[[ Exercise data, beginning ]]

use thiserror::Error;

#[derive(Debug, Error)]
pub enum Error {
    #[error("Odd number of hex digits: {0}")]
    OddLength(usize),

    #[error("Invalid hex digit {digit:?} at index {index}")]
    InvalidHexDigit { digit: char, index: usize },

    #[error("Invalid binary digit {digit:?} at index {index}")]
    InvalidBinaryDigit { digit: char, index: usize },

    #[error("Invalid {what} length: {len}")]
    InvalidLength { what: &'static str, len: usize },

    #[error("Need {needed} bytes, buffer has {len}")]
    OutOfBounds { needed: usize, len: usize },

    #[error("Invalid GBK byte sequence")]
    InvalidGbk,

    #[error(transparent)]
    ParseInt(#[from] std::num::ParseIntError),

    #[error("Cipher error: {0}")]
    Cipher(#[from] openssl::error::ErrorStack),
}

pub type Result<T> = std::result::Result<T, Error>;
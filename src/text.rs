//! GBK text fields, as carried by cards issued in mainland China.

use crate::{hex::hex_encode, Error, Result};
use encoding_rs::GBK;
use std::borrow::Cow;

/// GBK-encode `s` and render it as lowercase hex.
///
/// Characters GBK cannot represent are written as HTML numeric character references (`&#NNNN;`)
/// before encoding, so nothing is silently dropped.
pub fn gbk_to_hex<S: AsRef<str>>(s: S) -> String {
    let (bytes, _, _) = GBK.encode(s.as_ref());
    hex_encode(bytes, false)
}

/// Decode GBK bytes into a string. Malformed sequences are an error.
pub fn bytes_to_gbk_string(data: &[u8]) -> Result<String> {
    GBK.decode_without_bom_handling_and_without_replacement(data)
        .map(Cow::into_owned)
        .ok_or(Error::InvalidGbk)
}

/// Decode GBK bytes, replacing malformed sequences with U+FFFD.
pub fn bytes_to_gbk_string_lossy(data: &[u8]) -> String {
    let (text, _) = GBK.decode_without_bom_handling(data);
    text.into_owned()
}
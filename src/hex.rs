//! Hex rendering of raw tag data, and the nibble mapping used to read it back.

use crate::{Error, Result};

pub const HEX_PREFIX: &str = "0x";

const LOW_4_BITS: u8 = 0b0000_1111;

fn hex_digit(nibble: u8, upper: bool) -> char {
    let nibble = nibble & LOW_4_BITS;
    let c = if nibble < 10 {
        b'0' + nibble
    } else if upper {
        b'A' + nibble - 10
    } else {
        b'a' + nibble - 10
    };
    c as char
}

/// Uppercase hex digit for the low 4 bits of `nibble`. The high bits are ignored.
pub fn hex_digit_upper(nibble: u8) -> char {
    hex_digit(nibble, true)
}

fn nibble(c: u8) -> Option<u8> {
    match c {
        b'0'..=b'9' => Some(c - b'0'),
        b'A'..=b'F' => Some(c - b'A' + 10),
        b'a'..=b'f' => Some(c - b'a' + 10),
        _ => None,
    }
}

/// Map an ASCII hex character to its 4-bit value.
///
/// Anything that is not `0-9`, `A-F` or `a-f` maps to 0 without complaint. Callers that need to
/// tell a real `'0'` apart from garbage should use [`hex_decode`] instead.
pub fn hex_char_to_nibble(c: u8) -> u8 {
    nibble(c).unwrap_or(0)
}

/// Hex encode `data` with no prefix and no separators.
pub fn hex_encode<B: AsRef<[u8]>>(data: B, upper: bool) -> String {
    data.as_ref()
        .iter()
        .flat_map(|byte| [byte >> 4, byte & LOW_4_BITS])
        .map(|nibble| hex_digit(nibble, upper))
        .collect()
}

/// Render bytes as uppercase hex, optionally prefixed with `0x`.
///
/// Returns `None` for absent or empty input. The prefix is not returned on its own in that case.
pub fn bytes_to_hex(data: Option<&[u8]>, with_prefix: bool) -> Option<String> {
    let data = data.filter(|data| !data.is_empty())?;
    let prefix = if with_prefix { HEX_PREFIX } else { "" };
    Some(format!("{prefix}{}", hex_encode(data, true)))
}

/// Render bytes as uppercase hex pairs, each followed by a space.
///
/// The last pair keeps its trailing space too, so `[0xDE, 0xAD]` renders as `"DE AD "`.
pub fn bytes_to_hex_spaced<B: AsRef<[u8]>>(data: B) -> String {
    let data = data.as_ref();
    let mut out = String::with_capacity(data.len() * 3);
    for byte in data {
        out.push(hex_digit_upper(byte >> 4));
        out.push(hex_digit_upper(*byte));
        out.push(' ');
    }
    out
}

/// Decode a hex string into bytes. Surrounding whitespace is ignored and either case is accepted.
pub fn hex_decode<S: AsRef<str>>(s: S) -> Result<Vec<u8>> {
    let s = s.as_ref().trim();

    let nibbles = s
        .char_indices()
        .map(|(index, digit)| {
            u8::try_from(digit)
                .ok()
                .and_then(nibble)
                .ok_or(Error::InvalidHexDigit { digit, index })
        })
        .collect::<Result<Vec<_>>>()?;

    if nibbles.len() % 2 != 0 {
        return Err(Error::OddLength(nibbles.len()));
    }

    Ok(nibbles
        .chunks_exact(2)
        .map(|pair| pair[0] << 4 | pair[1])
        .collect())
}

[[ Exercise data, end ]]

All of the data is to be written out again, word for word.

use thiserror::Error;

#[derive(Debug, Error)]
pub enum Error {
    #[error("Odd number of hex digits: {0}")]
    OddLength(usize),

    #[error("Invalid hex digit {digit:?} at index {index}")]
    InvalidHexDigit { digit: char, index: usize },

    #[error("Invalid binary digit {digit:?} at index {index}")]
    InvalidBinaryDigit { digit: char, index: usize },

    #[error("Invalid {what} length: {len}")]
    InvalidLength { what: &'static str, len: usize },

    #[error("Need {needed} bytes, buffer has {len}")]
    OutOfBounds { needed: usize, len: usize },

    #[error("Invalid GBK byte sequence")]
    InvalidGbk,

    #[error(transparent)]
    ParseInt(#[from] std::num::ParseIntError),

    #[error("Cipher error: {0}")]
    Cipher(#[from] openssl::error::ErrorStack),
}

pub type Result<T> = std::result::Result<T, Error>;
filename src/text.rs
//! GBK text fields, as carried by cards issued in mainland China.

use crate::{hex::hex_encode, Error, Result};
use encoding_rs::GBK;
use std::borrow::Cow;

/// GBK-encode `s` and render it as lowercase hex.
///
/// Characters GBK cannot represent are written as HTML numeric character references (`&#NNNN;`)
/// before encoding, so nothing is silently dropped.
pub fn gbk_to_hex<S: AsRef<str>>(s: S) -> String {
    let (bytes, _, _) = GBK.encode(s.as_ref());
    hex_encode(bytes, false)
}

/// Decode GBK bytes into a string. Malformed sequences are an error.
pub fn bytes_to_gbk_string(data: &[u8]) -> Result<String> {
    GBK.decode_without_bom_handling_and_without_replacement(data)
        .map(Cow::into_owned)
        .ok_or(Error::InvalidGbk)
}

/// Decode GBK bytes, replacing malformed sequences with U+FFFD.
pub fn bytes_to_gbk_string_lossy(data: &[u8]) -> String {
    let (text, _) = GBK.decode_without_bom_handling(data);
    text.into_owned()
}
filename src/hex.rs
//! Hex rendering of raw tag data, and the nibble mapping used to read it back.

use crate::{Error, Result};

pub const HEX_PREFIX: &str = "0x";

const LOW_4_BITS: u8 = 0b0000_1111;

fn hex_digit(nibble: u8, upper: bool) -> char {
    let nibble = nibble & LOW_4_BITS;
    let c = if nibble < 10 {
        b'0' + nibble
    } else if upper {
        b'A' + nibble - 10
    } else {
        b'a' + nibble - 10
    };
    c as char
}

/// Uppercase hex digit for the low 4 bits of `nibble`. The high bits are ignored.
pub fn hex_digit_upper(nibble: u8) -> char {
    hex_digit(nibble, true)
}

fn nibble(c: u8) -> Option<u8> {
    match c {
        b'0'..=b'9' => Some(c - b'0'),
        b'A'..=b'F' => Some(c - b'A' + 10),
        b'a'..=b'f' => Some(c - b'a' + 10),
        _ => None,
    }
}

/// Map an ASCII hex character to its 4-bit value.
///
/// Anything that is not `0-9`, `A-F` or `a-f` maps to 0 without complaint. Callers that need to
/// tell a real `'0'` apart from garbage should use [`hex_decode`] instead.
pub fn hex_char_to_nibble(c: u8) -> u8 {
    nibble(c).unwrap_or(0)
}

/// Hex encode `data` with no prefix and no separators.
pub fn hex_encode<B: AsRef<[u8]>>(data: B, upper: bool) -> String {
    data.as_ref()
        .iter()
        .flat_map(|byte| [byte >> 4, byte & LOW_4_BITS])
        .map(|nibble| hex_digit(nibble, upper))
        .collect()
}

/// Render bytes as uppercase hex, optionally prefixed with `0x`.
///
/// Returns `None` for absent or empty input. The prefix is not returned on its own in that case.
pub fn bytes_to_hex(data: Option<&[u8]>, with_prefix: bool) -> Option<String> {
    let data = data.filter(|data| !data.is_empty())?;
    let prefix = if with_prefix { HEX_PREFIX } else { "" };
    Some(format!("{prefix}{}", hex_encode(data, true)))
}

/// Render bytes as uppercase hex pairs, each followed by a space.
///
/// The last pair keeps its trailing space too, so `[0xDE, 0xAD]` renders as `"DE AD "`.
pub fn bytes_to_hex_spaced<B: AsRef<[u8]>>(data: B) -> String {
    let data = data.as_ref();
    let mut out = String::with_capacity(data.len() * 3);
    for byte in data {
        out.push(hex_digit_upper(byte >> 4));
        out.push(hex_digit_upper(*byte));
        out.push(' ');
    }
    out
}

/// Decode a hex string into bytes. Surrounding whitespace is ignored and either case is accepted.
pub fn hex_decode<S: AsRef<str>>(s: S) -> Result<Vec<u8>> {
    let s = s.as_ref().trim();

    let nibbles = s
        .char_indices()
        .map(|(index, digit)| {
            u8::try_from(digit)
                .ok()
                .and_then(nibble)
                .ok_or(Error::InvalidHexDigit { digit, index })
        })
        .collect::<Result<Vec<_>>>()?;

    if nibbles.len() % 2 != 0 {
        return Err(Error::OddLength(nibbles.len()));
    }

    Ok(nibbles
        .chunks_exact(2)
        .map(|pair| pair[0] << 4 | pair[1])
        .collect())
}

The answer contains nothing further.